I used the weight based dose, 1/2 tsp for 5lbs. I figured that would be enough since so many here seemed to use less. His staining is very moderate and we have been to the Vet. The vet has given us three different eye drops, none of which worked. He doesn't seem concerned because it's mild. His next suggestion is to have Ty's tear ducts flushed which would require anesthesia.........something I would like to avoid if possible







He has also examined his eyes pretty throughly ( with some kind of drops) looking for eyelashes inside the lid or other problems but they seem to be fine.

Thanks for the web address (both!).


----------



## bklynlatina (Nov 16, 2005)

I'm suprised you didn't see results. So many people have had nothing but great results. I saw results in ONE WEEK of Chulita taking it. I kept her on for about 1 month straight. Now I give it her once a week if that. Hmmm....I wonder why it didn't work??


----------



## puppymom (Jun 13, 2005)

Your pictures are great!!! I would say Ty's staining is about the same as Chulitas "before" not any worse, perhaps a bit less. His staining also tends to wash very easily which I guess some don't. I did send Angel Eyes an email asking them if they could tell me if they thought I should try their product after Angels Glow. I'll see if I get any kind of response.


----------



## Brinkley & Neyland's Mom (Jun 14, 2004)

I will not be using the Angel's Glow any more.
It worked great for Brink the first go round...then I believe his stains/coloring came back worse and thicker or something. I am attributing it to the fillers since he is on decent dog food and doesn't have corn/wheat filler like that. His stains aren't as red, but a thick brownish/yellow. I might try the Angel Eyes next time without the filler, or just plain Tylan. That part is the same in both.


----------



## Gemma (Jan 19, 2006)

Yeah , I'm going to ask my vet for plain Tylan next time.


----------



## MissMelanie (Feb 13, 2006)

We have had amazing results with Angel Eyes. If you wish to see you can check out my Gallery Album, I have before and after photos there. We had what I think of as bad staining on Sir Micro and a little lighter on Bella Mia but both dogs responded very well within about 3 weeks to the Angel Eyes.
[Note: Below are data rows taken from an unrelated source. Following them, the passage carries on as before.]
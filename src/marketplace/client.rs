//! §4.E Marketplace client. Wraps the HTTP boundary behind the limiter (C)
//! and breaker (D): a thin, `#[instrument]`-annotated struct around a
//! plain `reqwest::Client` whose methods return a typed error.

use std::time::Duration;

use rand::Rng;
use reqwest::{Client, Method, StatusCode};
use serde_json::Value;
use tracing::instrument;
use uuid::Uuid;

use crate::error::SyncError;
use crate::kv::{BreakerState, CircuitBreaker, FailureKind};
use crate::kv::AdaptiveRateLimiter;
use crate::marketplace::types::{BulkUpdateRequest, InfoResponse, JobEnvelope, JobStatus};

#[derive(Clone)]
pub struct MarketplaceClient {
    http: Client,
    base_url: String,
    limiter: AdaptiveRateLimiter,
    breaker: CircuitBreaker,
    max_429_retries: u32,
}

impl MarketplaceClient {
    pub fn new(
        base_url: String,
        request_timeout_secs: u64,
        export_timeout_secs: u64,
        max_429_retries: u32,
        limiter: AdaptiveRateLimiter,
        breaker: CircuitBreaker,
    ) -> Result<Self, SyncError> {
        let http = Client::builder()
            .timeout(Duration::from_secs(export_timeout_secs.max(request_timeout_secs)))
            .pool_idle_timeout(Duration::from_secs(30))
            .tcp_keepalive(Duration::from_secs(30))
            .build()
            .map_err(|e| SyncError::Configuration {
                setting: "marketplace_http_client".into(),
                detail: e.to_string(),
            })?;

        Ok(Self {
            http,
            base_url,
            limiter,
            breaker,
            max_429_retries,
        })
    }

    #[instrument(skip(self, token, body), fields(%user_id, path = path))]
    async fn request(
        &self,
        user_id: Uuid,
        token: &str,
        method: Method,
        path: &str,
        body: Option<Value>,
    ) -> Result<Option<Value>, SyncError> {
        // Step 1: breaker gate.
        if self.breaker.get_state().await == BreakerState::Open {
            return Err(SyncError::MarketplaceServiceUnavailable { timeout: None });
        }

        // Step 2: token bucket. Not a hard block: a denial just means we
        // wait out the window once before giving up, per §4.E step 2.
        let (allowed, wait) = self.limiter.acquire(user_id, 1).await;
        if !allowed {
            if let Some(secs) = wait {
                tokio::time::sleep(Duration::from_secs_f64(secs.max(0.0))).await;
            }
            let (allowed_again, _) = self.limiter.acquire(user_id, 1).await;
            if !allowed_again {
                return Err(SyncError::RateLimitExceeded { retry_after: wait });
            }
        }

        let url = format!("{}{}", self.base_url, path);
        let mut attempt = 0u32;

        loop {
            let mut req = self.http.request(method.clone(), &url).bearer_auth(token);
            if let Some(b) = &body {
                req = req.json(b);
            }

            let resp = match req.send().await {
                Ok(r) => r,
                Err(e) => {
                    self.breaker.record_failure(FailureKind::Generic).await;
                    return Err(SyncError::MarketplaceApiError {
                        detail: format!("request error: {e}"),
                    });
                }
            };

            let status = resp.status();

            if status == StatusCode::TOO_MANY_REQUESTS {
                // Always inform the limiter; only inform the breaker once
                // the in-process retry budget is exhausted (SPEC_FULL.md's
                // resolution of §9's double-counting open question).
                self.limiter.on_limit_exceeded(user_id).await;

                if attempt >= self.max_429_retries {
                    self.breaker.record_failure(FailureKind::RateLimit).await;
                    let retry_after = retry_after_secs(&resp);
                    return Err(SyncError::RateLimitExceeded {
                        retry_after: Some(retry_after),
                    });
                }

                let retry_after = retry_after_secs(&resp);
                let jitter: f64 = rand::thread_rng().gen_range(0.0..1.0);
                let backoff = retry_after + (attempt as f64) * 2.0 + jitter;
                tokio::time::sleep(Duration::from_secs_f64(backoff.max(0.0))).await;
                attempt += 1;
                continue;
            }

            if status == StatusCode::NOT_FOUND {
                // Callers that treat 404 as success (delete) handle this
                // themselves; surface it as a typed "not found" otherwise.
                self.breaker.record_success().await;
                return Ok(None);
            }

            if !status.is_success() {
                self.breaker.record_failure(FailureKind::Generic).await;
                let detail = resp
                    .text()
                    .await
                    .unwrap_or_else(|_| status.to_string());
                return Err(SyncError::MarketplaceApiError { detail });
            }

            self.limiter.on_success(user_id).await;
            self.breaker.record_success().await;

            if status == StatusCode::NO_CONTENT {
                return Ok(None);
            }

            let value: Value = resp.json().await.map_err(|e| SyncError::MarketplaceApiError {
                detail: format!("invalid response body: {e}"),
            })?;
            return Ok(Some(value));
        }
    }

    pub async fn info(&self, user_id: Uuid, token: &str) -> Result<InfoResponse, SyncError> {
        let value = self
            .request(user_id, token, Method::GET, "/info", None)
            .await?
            .ok_or_else(|| SyncError::MarketplaceApiError {
                detail: "empty /info response".into(),
            })?;
        serde_json::from_value(value).map_err(|e| SyncError::MarketplaceApiError {
            detail: format!("malformed /info response: {e}"),
        })
    }

    /// `products_export[?blueprint_id=&expansion_id=]`. One large, slow
    /// page — the client-wide timeout already covers the 180 s budget.
    pub async fn products_export(
        &self,
        user_id: Uuid,
        token: &str,
        blueprint_id: Option<i64>,
    ) -> Result<Vec<Value>, SyncError> {
        let path = match blueprint_id {
            Some(id) => format!("/products/export?blueprint_id={id}"),
            None => "/products/export".to_string(),
        };
        let value = self
            .request(user_id, token, Method::GET, &path, None)
            .await?
            .unwrap_or_else(|| Value::Array(vec![]));
        value
            .as_array()
            .cloned()
            .ok_or_else(|| SyncError::MarketplaceApiError {
                detail: "products_export did not return an array".into(),
            })
    }

    pub async fn bulk_update(
        &self,
        user_id: Uuid,
        token: &str,
        products: Vec<Value>,
    ) -> Result<String, SyncError> {
        let body = serde_json::to_value(BulkUpdateRequest { products }).unwrap();
        let value = self
            .request(user_id, token, Method::POST, "/products/bulk_update", Some(body))
            .await?
            .ok_or_else(|| SyncError::MarketplaceApiError {
                detail: "bulk_update returned no job envelope".into(),
            })?;
        let envelope: JobEnvelope = serde_json::from_value(value).map_err(|e| SyncError::MarketplaceApiError {
            detail: format!("malformed bulk_update response: {e}"),
        })?;
        Ok(envelope.job)
    }

    pub async fn bulk_create(
        &self,
        user_id: Uuid,
        token: &str,
        products: Vec<Value>,
    ) -> Result<String, SyncError> {
        let body = serde_json::to_value(BulkUpdateRequest { products }).unwrap();
        let value = self
            .request(user_id, token, Method::POST, "/products/bulk_create", Some(body))
            .await?
            .ok_or_else(|| SyncError::MarketplaceApiError {
                detail: "bulk_create returned no job envelope".into(),
            })?;
        let envelope: JobEnvelope = serde_json::from_value(value).map_err(|e| SyncError::MarketplaceApiError {
            detail: format!("malformed bulk_create response: {e}"),
        })?;
        Ok(envelope.job)
    }

    /// 404 is treated as success (`already_deleted`), per §4.E.
    pub async fn delete(&self, user_id: Uuid, token: &str, product_id: &str) -> Result<(), SyncError> {
        let path = format!("/products/{product_id}");
        self.request(user_id, token, Method::DELETE, &path, None).await?;
        Ok(())
    }

    pub async fn increment(
        &self,
        user_id: Uuid,
        token: &str,
        product_id: &str,
        delta_quantity: i64,
    ) -> Result<(), SyncError> {
        let path = format!("/products/{product_id}/increment");
        let body = serde_json::json!({ "delta_quantity": delta_quantity });
        self.request(user_id, token, Method::POST, &path, Some(body)).await?;
        Ok(())
    }

    /// There is no single-product GET on this API; mirror the upstream's
    /// own `get_product_by_id` by pulling the full export and scanning it
    /// linearly for a matching id. Slow, but it is the only contract the
    /// API actually offers.
    pub async fn get_product(
        &self,
        user_id: Uuid,
        token: &str,
        product_id: &str,
    ) -> Result<Option<Value>, SyncError> {
        let products = self.products_export(user_id, token, None).await?;
        Ok(products.into_iter().find(|p| {
            p.get("id")
                .map(|id| match id {
                    Value::String(s) => s == product_id,
                    Value::Number(n) => n.to_string() == product_id,
                    _ => false,
                })
                .unwrap_or(false)
        }))
    }

    pub async fn job_status(&self, user_id: Uuid, token: &str, job_id: &str) -> Result<JobStatus, SyncError> {
        let path = format!("/jobs/{job_id}");
        let value = self
            .request(user_id, token, Method::GET, &path, None)
            .await?
            .ok_or_else(|| SyncError::MarketplaceApiError {
                detail: format!("job {job_id} not found"),
            })?;
        serde_json::from_value(value).map_err(|e| SyncError::MarketplaceApiError {
            detail: format!("malformed job status response: {e}"),
        })
    }
}

fn retry_after_secs(resp: &reqwest::Response) -> f64 {
    resp.headers()
        .get("Retry-After")
        .and_then(|v| v.to_str().ok())
        .and_then(|s| s.parse::<f64>().ok())
        .unwrap_or(1.0)
}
We have not tried Angel Glow, due to the added fillers. We had tried many other products though without results as wonderful as the Angel Eyes.

We give each doggie between 1/8 to 1/4 teaspoon in about 1 tablespoon of yogurt, every day. Just this past week we have cut back to every other day and in two more weeks we will cut back further. They would not eat the Angel Eyes on their food.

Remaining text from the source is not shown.